Bijna alle medicijnen, medische toestellen, chirurgische methoden en behandelingen die we in ziekenhuizen gebruiken, werden ontwikkeld met de hulp van proefdieren. Het gebruik van dierproeven is vaak de eerste stap in de ontwikkeling van een nieuwe behandeling.

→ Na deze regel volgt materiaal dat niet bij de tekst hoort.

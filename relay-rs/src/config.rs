//! Configuration for relay-rs
//!
//! Every absolute path the tool touches lives here so components never
//! hard-code `/etc/postfix`. Values are layered: built-in defaults, then an
//! optional TOML file, then `RELAY__SECTION__KEY` environment variables, and
//! finally `API_PORT`.

use serde::{Deserialize, Serialize};
use std::path::{Path, PathBuf};
use std::time::Duration;

use crate::error::{RelayError, Result};

/// Main configuration
#[derive(Debug, Clone, Deserialize, Serialize)]
pub struct Config {
    pub paths: PathsConfig,
    pub system: SystemConfig,
    pub backup: BackupSettings,
    pub api: ApiConfig,
    pub logging: LoggingConfig,
}

/// Files and directories managed by the tool
#[derive(Debug, Clone, Deserialize, Serialize)]
pub struct PathsConfig {
    /// Postfix configuration directory (main.cf, sasl_passwd, ...)
    pub postfix_dir: PathBuf,
    pub aliases: PathBuf,
    pub mailname: PathBuf,
    /// Sender list (JSON array)
    pub sender_store: PathBuf,
    /// Relay credentials store (`{"relay_hosts": [...]}`)
    pub relay_store: PathBuf,
    /// AES-256-GCM key used to seal stored relay passwords
    pub secret_key: PathBuf,
    /// Candidate mail logs, first existing one wins
    pub mail_logs: Vec<PathBuf>,
}

/// Host interaction settings
#[derive(Debug, Clone, Deserialize, Serialize)]
pub struct SystemConfig {
    /// Prefix privileged commands with sudo. Disable when running as root.
    pub use_sudo: bool,
    pub command_timeout_secs: u64,
    pub service_name: String,
    /// Root of the os-release and *-release files
    pub etc_dir: PathBuf,
    /// Host pinged for the connectivity check
    pub connectivity_host: String,
}

/// Backup settings
#[derive(Debug, Clone, Deserialize, Serialize)]
pub struct BackupSettings {
    pub backup_dir: PathBuf,
    /// Backups kept by `cleanup_old_backups` when no count is given
    pub keep_count: usize,
}

/// HTTP API settings
#[derive(Debug, Clone, Deserialize, Serialize)]
pub struct ApiConfig {
    pub listen_addr: String,
    pub port: u16,
    /// Range scanned when `port` is already taken
    pub fallback_port_start: u16,
    pub fallback_port_end: u16,
}

#[derive(Debug, Clone, Deserialize, Serialize)]
pub struct LoggingConfig {
    pub level: String,
    /// "pretty" or "json"
    pub format: String,
}

impl PathsConfig {
    pub fn main_cf(&self) -> PathBuf {
        self.postfix_dir.join("main.cf")
    }

    pub fn master_cf(&self) -> PathBuf {
        self.postfix_dir.join("master.cf")
    }

    pub fn sasl_passwd(&self) -> PathBuf {
        self.postfix_dir.join("sasl_passwd")
    }

    pub fn sasl_passwd_db(&self) -> PathBuf {
        self.postfix_dir.join("sasl_passwd.db")
    }

    pub fn canonical(&self) -> PathBuf {
        self.postfix_dir.join("canonical")
    }

    pub fn generic(&self) -> PathBuf {
        self.postfix_dir.join("generic")
    }

    pub fn header_checks(&self) -> PathBuf {
        self.postfix_dir.join("header_checks")
    }

    /// Files snapshotted by every backup
    pub fn tracked_files(&self) -> Vec<PathBuf> {
        vec![
            self.main_cf(),
            self.master_cf(),
            self.sasl_passwd(),
            self.sasl_passwd_db(),
            self.canonical(),
            self.generic(),
            self.aliases.clone(),
            self.mailname.clone(),
        ]
    }

    /// Files removed by uninstallation
    pub fn residual_files(&self) -> Vec<PathBuf> {
        vec![
            self.sasl_passwd(),
            self.sasl_passwd_db(),
            self.canonical(),
            self.generic(),
            self.header_checks(),
        ]
    }
}

impl SystemConfig {
    pub fn command_timeout(&self) -> Duration {
        Duration::from_secs(self.command_timeout_secs)
    }
}

impl Config {
    /// Load configuration from a TOML file
    pub fn from_file<P: AsRef<Path>>(path: P) -> Result<Self> {
        let content = std::fs::read_to_string(path.as_ref()).map_err(|e| {
            RelayError::Config(format!(
                "Failed to read config file {}: {}",
                path.as_ref().display(),
                e
            ))
        })?;

        Ok(toml::from_str(&content)?)
    }

    /// Layer defaults, an optional file and the environment
    pub fn load(path: Option<&Path>) -> Result<Self> {
        let mut builder =
            ::config::Config::builder().add_source(::config::Config::try_from(&Config::default())?);

        if let Some(path) = path {
            builder = builder.add_source(::config::File::from(path).required(true));
        }

        let mut config: Config = builder
            .add_source(::config::Environment::with_prefix("RELAY").separator("__"))
            .build()?
            .try_deserialize()?;

        if let Ok(port) = std::env::var("API_PORT") {
            config.api.port = port
                .parse()
                .map_err(|_| RelayError::Config(format!("Invalid API_PORT: {}", port)))?;
        }

        config.validate()?;
        Ok(config)
    }

    /// Re-root every managed path under `root` and run without sudo.
    ///
    /// Used for sandboxes and tests; `root/etc/postfix/main.cf` stands in
    /// for `/etc/postfix/main.cf`.
    pub fn rooted_at(root: &Path) -> Self {
        let mut config = Config::default();
        config.paths = PathsConfig {
            postfix_dir: root.join("etc/postfix"),
            aliases: root.join("etc/aliases"),
            mailname: root.join("etc/mailname"),
            sender_store: root.join("var/lib/relay-rs/sender.json"),
            relay_store: root.join("var/lib/relay-rs/sasl_config.json"),
            secret_key: root.join("var/lib/relay-rs/secret.key"),
            mail_logs: vec![root.join("var/log/mail.log"), root.join("var/log/maillog")],
        };
        config.system.use_sudo = false;
        config.system.etc_dir = root.join("etc");
        config.backup.backup_dir = root.join("var/backups/relay-rs");
        config
    }

    /// Validate configuration
    pub fn validate(&self) -> Result<()> {
        if self.system.service_name.trim().is_empty() {
            return Err(RelayError::Config("system.service_name is empty".to_string()));
        }
        if self.system.command_timeout_secs == 0 {
            return Err(RelayError::Config(
                "system.command_timeout_secs must be positive".to_string(),
            ));
        }
        if self.api.fallback_port_start > self.api.fallback_port_end {
            return Err(RelayError::Config(format!(
                "Invalid fallback port range {}-{}",
                self.api.fallback_port_start, self.api.fallback_port_end
            )));
        }
        if !matches!(self.logging.format.as_str(), "pretty" | "json") {
            return Err(RelayError::Config(format!(
                "Unknown logging format: {}",
                self.logging.format
            )));
        }
        Ok(())
    }
}

impl Default for Config {
    fn default() -> Self {
        Self {
            paths: PathsConfig {
                postfix_dir: PathBuf::from("/etc/postfix"),
                aliases: PathBuf::from("/etc/aliases"),
                mailname: PathBuf::from("/etc/mailname"),
                sender_store: PathBuf::from("/var/lib/relay-rs/sender.json"),
                relay_store: PathBuf::from("/var/lib/relay-rs/sasl_config.json"),
                secret_key: PathBuf::from("/var/lib/relay-rs/secret.key"),
                mail_logs: vec![
                    PathBuf::from("/var/log/mail.log"),
                    PathBuf::from("/var/log/maillog"),
                ],
            },
            system: SystemConfig {
                use_sudo: true,
                command_timeout_secs: 15,
                service_name: "postfix".to_string(),
                etc_dir: PathBuf::from("/etc"),
                connectivity_host: "8.8.8.8".to_string(),
            },
            backup: BackupSettings {
                backup_dir: PathBuf::from("/var/backups/relay-rs"),
                keep_count: 5,
            },
            api: ApiConfig {
                listen_addr: "0.0.0.0".to_string(),
                port: 5001,
                fallback_port_start: 8001,
                fallback_port_end: 8999,
            },
            logging: LoggingConfig {
                level: "relay_rs=info,tower_http=info".to_string(),
                format: "pretty".to_string(),
            },
        }
    }
}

Dieren in het onderzoek zijn essentieel omdat ze ons toelaten kennis te verwerven die we niet zomaar met een experiment in een proefbuis kunnen bekomen. Zo worden nieuwe medicijnen pas in mensen getest nadat in proefdieren is aangetoond dat ze veilig zijn en werken. Maar ook fundamenteel onderzoek met proefdieren is ook essentieel voor de ontwikkeling van nieuwe behandelingen en chirurgische methoden. Heel wat wetenschappelijke vragen kunnen we beantwoorden aan de hand van alternatieven zoals celculturen en computermodellen, maar helaas is de context van het hele organisme in sommige gevallen essentieel. Dit maakt dierproeven voorlopig onmisbaar in het biomedisch onderzoek.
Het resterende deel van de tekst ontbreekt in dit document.